Life is extremely boring at the moment. I need to get my crap together & do what I was doing before so can get to feel like I did before.
I've lost a friend & I don't think I'm getting him back. He's been horrible to me so I don't want him to be my friend like this anyway. But someday I might miss him.
This month has been odd. I want it to end. I want to change it.
I have so many wants right now.
I want to leave, just pack & go. Anywhere. Everywhere.
I want to feel happy with my life.
I want to be content with what I have.
I want more money.
I want more time off from work.
I want him to tell me he misses me.
More than anything I want to feel like me again.
So that's what I'm going to try for.
(-.-)

Sunday, September 5, 2010

Butterflies, kisses & him

Well it's been a while.
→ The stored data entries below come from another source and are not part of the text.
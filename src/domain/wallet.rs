use crate::core::params::{params_filter, Params};
use crate::domain::currency::Currency;
use crate::domain::ports::ApiModel;
use crate::domain::values::{DomainValue, PaymentType, Provider};
use crate::utils::error::{QiwiError, Result};
use chrono::{DateTime, FixedOffset};
use serde::{Deserialize, Deserializer, Serialize};
use serde_json::json;

/// 帳戶歷史每頁筆數上限
pub const MAX_HISTORY_ROWS: u32 = 50;

#[derive(Debug, Clone, PartialEq)]
pub struct HistoryQuery {
    pub rows: u32,
    pub operation: Option<PaymentType>,
    pub sources: Option<Vec<String>>,
    pub start_date: Option<DateTime<FixedOffset>>,
    pub end_date: Option<DateTime<FixedOffset>>,
    pub next_txn_id: Option<i64>,
    pub next_txn_date: Option<DateTime<FixedOffset>>,
}

impl HistoryQuery {
    pub fn new(rows: u32) -> Self {
        Self {
            rows,
            operation: None,
            sources: None,
            start_date: None,
            end_date: None,
            next_txn_id: None,
            next_txn_date: None,
        }
    }

    /// Sets the operation filter from any payment type alias (`"incoming"`, `"IN"`, ...).
    pub fn with_operation(mut self, alias: &str) -> Result<Self> {
        self.operation = Some(PaymentType::resolve(alias)?);
        Ok(self)
    }

    pub fn with_period(
        mut self,
        start: DateTime<FixedOffset>,
        end: DateTime<FixedOffset>,
    ) -> Self {
        self.start_date = Some(start);
        self.end_date = Some(end);
        self
    }

    /// Continues from the cursor returned by a previous page.
    pub fn after(mut self, page: &History) -> Self {
        self.next_txn_id = page.next_txn_id;
        self.next_txn_date = page.next_txn_date;
        self
    }

    pub fn to_params(&self) -> Result<Params> {
        if self.rows == 0 || self.rows > MAX_HISTORY_ROWS {
            return Err(QiwiError::InvalidParameter {
                field: "rows".to_string(),
                value: self.rows.to_string(),
                reason: format!("must be between 1 and {}", MAX_HISTORY_ROWS),
            });
        }
        if self.start_date.is_some() != self.end_date.is_some() {
            return Err(QiwiError::InvalidParameter {
                field: "startDate/endDate".to_string(),
                value: format!("{:?}/{:?}", self.start_date, self.end_date),
                reason: "both bounds of the period are required".to_string(),
            });
        }

        Ok(params_filter(&json!({
            "rows": self.rows,
            "operation": self.operation.map(|op| op.code()),
            "sources": self.sources,
            "startDate": self.start_date.map(|d| d.to_rfc3339()),
            "endDate": self.end_date.map(|d| d.to_rfc3339()),
            "nextTxnId": self.next_txn_id,
            "nextTxnDate": self.next_txn_date.map(|d| d.to_rfc3339()),
        })))
    }
}

fn numeric_code<'de, D: Deserializer<'de>>(deserializer: D) -> std::result::Result<u16, D::Error> {
    #[derive(Deserialize)]
    #[serde(untagged)]
    enum Raw {
        Number(u16),
        Text(String),
    }

    match Raw::deserialize(deserializer)? {
        Raw::Number(n) => Ok(n),
        Raw::Text(s) => s.parse().map_err(serde::de::Error::custom),
    }
}

/// Money amount; the API sends the currency either as a number or as a numeric string.
#[derive(Debug, Clone, PartialEq, Serialize, Deserialize)]
pub struct Amount {
    pub amount: f64,
    #[serde(deserialize_with = "numeric_code")]
    pub currency: u16,
}

impl Amount {
    pub fn currency(&self) -> Result<Currency> {
        Currency::from_numeric(self.currency)
    }
}

#[derive(Debug, Clone, PartialEq, Serialize, Deserialize)]
pub struct ProviderInfo {
    pub id: i64,
    pub short_name: Option<String>,
    pub long_name: Option<String>,
}

impl ProviderInfo {
    pub fn provider(&self) -> Option<Provider> {
        Provider::from_code(self.id)
    }
}

#[derive(Debug, Clone, PartialEq, Serialize, Deserialize)]
pub struct Transaction {
    pub txn_id: i64,
    pub person_id: i64,
    pub date: DateTime<FixedOffset>,
    pub error_code: Option<i64>,
    pub error: Option<String>,
    pub status: String,
    #[serde(rename = "type")]
    pub txn_type: String,
    pub status_text: Option<String>,
    pub trm_txn_id: Option<String>,
    pub account: Option<String>,
    pub sum: Amount,
    pub commission: Option<Amount>,
    pub total: Option<Amount>,
    pub provider: Option<ProviderInfo>,
    pub comment: Option<String>,
    pub currency_rate: Option<f64>,
}

impl Transaction {
    pub fn payment_type(&self) -> Result<PaymentType> {
        PaymentType::resolve(&self.txn_type)
    }
}

#[derive(Debug, Clone, PartialEq, Serialize, Deserialize)]
pub struct History {
    pub data: Vec<Transaction>,
    pub next_txn_id: Option<i64>,
    pub next_txn_date: Option<DateTime<FixedOffset>>,
}

impl ApiModel for History {
    const FIELDS: &'static [&'static str] = &["data", "next_txn_id", "next_txn_date"];
}

#[derive(Debug, Clone, PartialEq, Serialize, Deserialize)]
pub struct Commission {
    pub provider_id: i64,
    pub withdraw_sum: Amount,
    pub enrollment_sum: Amount,
    pub qw_commission: Amount,
    pub funding_source_commission: Option<Amount>,
    pub withdraw_to_enrollment_rate: Option<f64>,
}

impl ApiModel for Commission {
    const FIELDS: &'static [&'static str] = &[
        "provider_id",
        "withdraw_sum",
        "enrollment_sum",
        "qw_commission",
        "funding_source_commission",
        "withdraw_to_enrollment_rate",
    ];
}
pub mod config;
pub mod core;
pub mod domain;
pub mod utils;

#[cfg(feature = "cli")]
pub use crate::config::CliConfig;
pub use crate::config::{ClientConfig, Urls};

pub use crate::core::{
    maps::QiwiMaps,
    params::{params_filter, Params},
    requests::{Requests, SessionOwner, SessionScope},
    response::{Mapped, SpecMode},
    session::{new_http_session, Session, SessionOptions},
    wallet::QiwiWallet,
};
pub use crate::domain::{
    currency::{get_currency, Currency, CurrencyRef},
    identification::{IdentificationResult, IdentificationWidget},
    model::{GeoPoint, Partner, Polygon, Terminal, TerminalQuery},
    values::{ChequeType, DomainValue, PaymentType, Provider},
    wallet::{Commission, History, HistoryQuery, Transaction},
};
pub use crate::utils::error::{QiwiError, Result};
I've had major experiences in my life since I last wrote.
I did what I've been dreaming about for so long & it was so amazing I will never, ever forget it & will be eternally grateful that I got the opportunity to do it.
I'm in deeper than I was when I last wrote too which is troubling & wonderful all at the same time. It's scary & exciting & I feel butterflies all the time. Good & bad butterflies.
I know I'm going to get hurt but the alternative would be to turn my back on this & not allow myself to feel what I feel now because I know it will end eventually. Everything always does.
That is precisely why I'm living & doing instead of questioning & hesitating. Because in the end when it's over I'll at least have the memory of how it felt once, how wonderful it was.
I feel all that now. The excitement, the longing to be with him, the memory of being in his arms that makes my face get pink & my stomach flutter.
We kissed for the first time & we might have kissed for the last time too, who knows? But I'll always have that. & I'll make it be enough.
Everything feels weird now. Changed. I got used to how it was with him & now I have to let that go or have this constant sadness & pain & longing for him & I don't want to. I've always been a happy person, content with very little. I don't want my happiness to depend on him now, I never want to be that girl, I've never been that girl, & I refuse to be now.
I don't know what'll happen in the future but for now I know I had an amazing & beautiful time with him. I got to love & be loved by the person I've wanted for a while now & it was as magical as I could ever dream.
Anything else I will take as it comes.